Green Peas Nutrition Facts and Calories Chart

Green peas are a nutritional powerhouse, packed with essential vitamins and minerals. Green peas are a nutritious, low-calorie food that are high in vitamins, minerals, and antioxidants. They are an excellent source of dietary fiber, protein, vitamin A, vitamin C, thiamin, folate, iron, and manganese. Green peas also contain phytonutrients such as carotenoids, flavonoids, and phenolic acids, which are thought to have antioxidant and anti-inflammatory properties. They are also a good source of protein and fiber, which help to keep you full and satisfied. These nutrients can help to boost your immune system, support healthy bones and teeth, and improve your overall health. Nutritional value per 100 g green peas:

  • Biotin: 0.2 μg
  • Calcium: 35 mg
  • Carbohydrates (Carbs): 21 g
  • Chloride: 61 mg
  • Cholesterol: 0 mg
  • Choline: 10.9 mg
  • Chromium: 0.6 μg
  • Copper: 0.3 mg
  • Dietary Fiber: 6.2 g
  • Energy (Calories): 81 kcal
  • Fat: 0.4 g
  • Iodine: 4.1 μg
  • Iron: 1.5 mg
  • Magnesium: 29 mg
  • Manganese: 0.4 mg
  • Molybdenum: 6.4 μg
  • Pantothenic Acid: 0.4 mg
  • Phosphorus: 66 mg
  • Potassium: 242 mg
  • Protein: 5.4 g
  • Saturated fat: 0.1 g
  • Selenium: 2.2 μg
  • Sodium: 10 mg
  • Sugars: 4.5 g
  • Vitamin A: 498 IU
  • Vitamin B1 (Thiamin): 0.2 mg
  • Vitamin B2 (Riboflavin): 0.1 mg
  • Vitamin B3 (Niacin): 1 mg
  • Vitamin B5 (Pantothenic Acid): 0.4 mg
  • Vitamin B6: 0.2 mg
  • Vitamin B9 (Folate / Folic Acid): 79 μg
  • Vitamin B12: 0 μg
  • Vitamin C: 27.9 mg
  • Vitamin D: 0 IU
  • Vitamin E: 0.6 mg
  • Vitamin K: 23.6 μg
  • Water: 74.9 g
  • Zinc: 1 mg

Green Peas in India

Fresh garden peas are becoming extinct in markets because few customers don’t want to shell them anymore. Instead they seem to prefer canned or frozen. Unfortunately, those that are available are often large, starchy and nearly tasteless. With fresh green peas, you can make a creamy pea soup, a flavorful pea and bacon risotto, or a simple pea and mint salad. You can also make a savory pea and ham frittata or a sweet and spicy pea and ginger stir-fry. Green peas are a nutritious and delicious food that can be easily incorporated into your diet. They are packed with essential vitamins and minerals, and their versatility makes them a great addition to any meal. Try incorporating some green peas into your next meal and reap the benefits of this superfood.
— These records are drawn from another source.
use std::fs;
use std::io;
use std::path::{Path, PathBuf};

use tracing::{debug, warn};

use crate::convert::{ConvertOptions, Frame};

/// One unit of work for the panel. Immutable once enqueued.
#[derive(Debug)]
pub enum Job {
    Clear,
    Convert {
        source: PathBuf,
        options: ConvertOptions,
        /// Uploaded or captured file that belongs to this job and is deleted afterwards.
        temporary: bool,
    },
    /// Bitplanes converted elsewhere; both paths are uploads owned by the job.
    LoadPrepared {
        black: Option<PathBuf>,
        red: Option<PathBuf>,
    },
    Raw {
        frame: Frame,
    },
}

impl Job {
    pub fn kind(&self) -> &'static str {
        match self {
            Job::Clear => "clear",
            Job::Convert { .. } => "convert",
            Job::LoadPrepared { .. } => "load-prepared",
            Job::Raw { .. } => "raw",
        }
    }

    pub fn temporary_files(&self) -> Vec<&Path> {
        match self {
            Job::Convert {
                source,
                temporary: true,
                ..
            } => vec![source.as_path()],
            Job::LoadPrepared { black, red } => {
                black.iter().chain(red.iter()).map(PathBuf::as_path).collect()
            }
            _ => Vec::new(),
        }
    }

    pub fn remove_temporary_files(&self) {
        for path in self.temporary_files() {
            match fs::remove_file(path) {
                Ok(()) => debug!(path = %path.display(), "Removed upload"),
                Err(e) if e.kind() == io::ErrorKind::NotFound => {}
                Err(e) => warn!(path = %path.display(), error = %e, "Failed removing upload"),
            }
        }
    }
}

#[cfg(test)]
mod tests {
    use super::*;

    #[test]
    fn library_images_are_never_temporary() {
        let job = Job::Convert {
            source: PathBuf::from("/srv/slides/a.png"),
            options: ConvertOptions::default(),
            temporary: false,
        };
        assert!(job.temporary_files().is_empty());
    }

    #[test]
    fn removes_owned_uploads() {
        let dir = tempfile::tempdir().unwrap();
        let black = dir.path().join("b.bmp");
        fs::write(&black, b"x").unwrap();
        let job = Job::LoadPrepared {
            black: Some(black.clone()),
            red: Some(dir.path().join("missing.bmp")),
        };
        assert_eq!(job.temporary_files().len(), 2);
        job.remove_temporary_files();
        assert!(!black.exists());
    }
}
  • Scientific Binomial: Pisum sativum
  • Common English: Garden Pea / English Peas / Snap Pea
  • Ayurvedic
  • Unani
  • Sanskrit: Renuka / Satila / Triputa
  • Hindi / Urdu: Matar
  • Bengali: Matar
  • Marathi: Vatane
  • Telugu: Pantanlu / Gundusanighelu
  • Tamil: Pattani
  • Gujarati
  • Kannada: Batgadle / Bahtahna
  • Malayalam: Pattani
  • Oriya
  • Punjabi / Sindhi
  • Assamese
  • Kashmiri
  • Konkani
  • Manipuri
  • Dogri
  • Bhojpuri

Home Remedies

Green peas are rich source of carotenoids (carotenes), copper, protein, thiamine, vitamin B5 or pantothenic acid, vitamin A and fiber. Thiamine plays an important role in the normal functioning of the nervous system, the regulation of carbohydrates and good digestion. Plant leaves can be used as vegetable.
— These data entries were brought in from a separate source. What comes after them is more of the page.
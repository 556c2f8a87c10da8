pub mod dither;
pub mod frame;

use std::path::Path;

use image::imageops::{self, FilterType};
use image::{DynamicImage, GenericImageView, Rgb, RgbImage};

use crate::error::ConversionError;
use crate::exif::apply_exif_orientation;
use crate::panel::{ColorMode, PanelSpec, Rotation};

pub use frame::{Frame, IndexedPlane, Plane};

use dither::{
    MONO_BLACK, MONO_PALETTE, TRICOLOR_BLACK, TRICOLOR_PALETTE, TRICOLOR_RED, acep_palette,
    dither_indices, grayscale_in_place, luma, nearest_indices,
};

pub const DEFAULT_THRESHOLD: u8 = 128;
pub const DEFAULT_THRESHOLD_OFFSET: u8 = 32;
pub const DEFAULT_SATURATION: f32 = 0.5;

// Prepared bitmaps are already two-level; anything at or above mid-grey counts as white.
const PREPARED_WHITE_LEVEL: u8 = 128;

#[derive(Clone, Copy, Debug, PartialEq)]
pub struct ConvertOptions {
    pub rotation: Rotation,
    pub threshold: u8,
    pub threshold_offset: u8,
    pub bicolor: bool,
    pub invert: bool,
    pub dither: bool,
    pub swap_planes: bool,
    /// Black & white only on palette panels: grayscale pre-pass onto the first two entries.
    pub monochrome: bool,
    pub saturation: f32,
}

impl Default for ConvertOptions {
    fn default() -> Self {
        Self {
            rotation: Rotation::Deg0,
            threshold: DEFAULT_THRESHOLD,
            threshold_offset: DEFAULT_THRESHOLD_OFFSET,
            bicolor: false,
            invert: false,
            dither: false,
            swap_planes: false,
            monochrome: false,
            saturation: DEFAULT_SATURATION,
        }
    }
}
use std::collections::VecDeque;
use std::sync::{Condvar, Mutex, MutexGuard, PoisonError};
use std::time::Duration;

use tracing::warn;

use crate::job::Job;

#[derive(Default)]
struct QueueState {
    jobs: VecDeque<Job>,
    active: bool,
    closed: bool,
}

impl QueueState {
    fn idle(&self) -> bool {
        self.jobs.is_empty() && !self.active
    }
}

/// Unbounded FIFO between many producers and the single panel worker.
///
/// Besides the jobs themselves the queue tracks whether the worker is busy, so
/// producers can block until everything queued so far has reached the glass.
#[derive(Default)]
pub struct DisplayQueue {
    state: Mutex<QueueState>,
    job_ready: Condvar,
    idle: Condvar,
}

impl DisplayQueue {
    pub fn new() -> Self {
        Self::default()
    }

    // A panicking producer must not wedge the panel, so poisoning is ignored.
    fn lock(&self) -> MutexGuard<'_, QueueState> {
        self.state.lock().unwrap_or_else(PoisonError::into_inner)
    }

    /// Appends `job` and returns the queue depth. Never waits on the panel.
    pub fn enqueue(&self, job: Job) -> usize {
        let mut state = self.lock();
        if state.closed {
            warn!(kind = job.kind(), "Queue closed, dropping job");
            drop(state);
            job.remove_temporary_files();
            return 0;
        }
        state.jobs.push_back(job);
        let depth = state.jobs.len();
        drop(state);
        self.job_ready.notify_one();
        depth
    }

    /// Blocks until a job is available and marks the worker active.
    /// Returns `None` once the queue has been closed.
    pub fn dequeue(&self) -> Option<Job> {
        let mut state = self.lock();
        loop {
            if state.closed {
                return None;
            }
            if let Some(job) = state.jobs.pop_front() {
                state.active = true;
                return Some(job);
            }
            state = self
                .job_ready
                .wait(state)
                .unwrap_or_else(PoisonError::into_inner);
        }
    }

    /// Called by the worker after each job, successful or not.
    pub fn finish(&self) {
        let mut state = self.lock();
        state.active = false;
        let idle = state.idle();
        drop(state);
        if idle {
            self.idle.notify_all();
        }
    }

    /// Waits until the queue is drained and the worker is idle, or `timeout` passes.
    /// Returns whether idle was reached.
    pub fn wait_idle_timeout(&self, timeout: Duration) -> bool {
        let state = self.lock();
        let (state, _) = self
            .idle
            .wait_timeout_while(state, timeout, |s| !s.idle() && !s.closed)
            .unwrap_or_else(PoisonError::into_inner);
        state.idle()
    }

    /// Stops the worker and hands back anything still pending.
    pub fn close(&self) -> Vec<Job> {
        let mut state = self.lock();
        state.closed = true;
        let pending = state.jobs.drain(..).collect();
        drop(state);
        self.job_ready.notify_all();
        self.idle.notify_all();
        pending
    }

    pub fn len(&self) -> usize {
        self.lock().jobs.len()
    }

    pub fn is_empty(&self) -> bool {
        self.lock().jobs.is_empty()
    }

    pub fn is_busy(&self) -> bool {
        self.lock().active
    }

    pub fn is_idle(&self) -> bool {
        self.lock().idle()
    }
}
  • Green peas have the ability to dissolve clumps of red blood cells that are destined to become clots eventually. This clot prevention property is due to the presence of special plant proteins called lectins. Try to include into the diet more often, especially in the diets of those more susceptible to clots due to poor circulation, thick blood and coronary heart disease.
  • In some parts of Europe, children afflicted with measles, mumps or chickenpox are sponged with the water in which peas have been boiled. This seems to keep them away from itching so much and from forming permanent pit marks in the skin.
  • A poultice made from dried peas, boiled until they are soft, is a wonderful remedy for boils and abscesses.
  • Green peas soup is an effective remedy for constipation. Fry frozen or fresh green peas with little butter. Add 1/2 potato and kelp for taste. This is great for bowel movement.
  • Keep a pack of frozen peas in the fridge. It is a good alternative for the ice pack. A frozen peas bag works similar to frozen gel pack. An ice pack in the form of a package of frozen peas provides an ideal emergency treatment to relieve the pain of a new bruise and burns.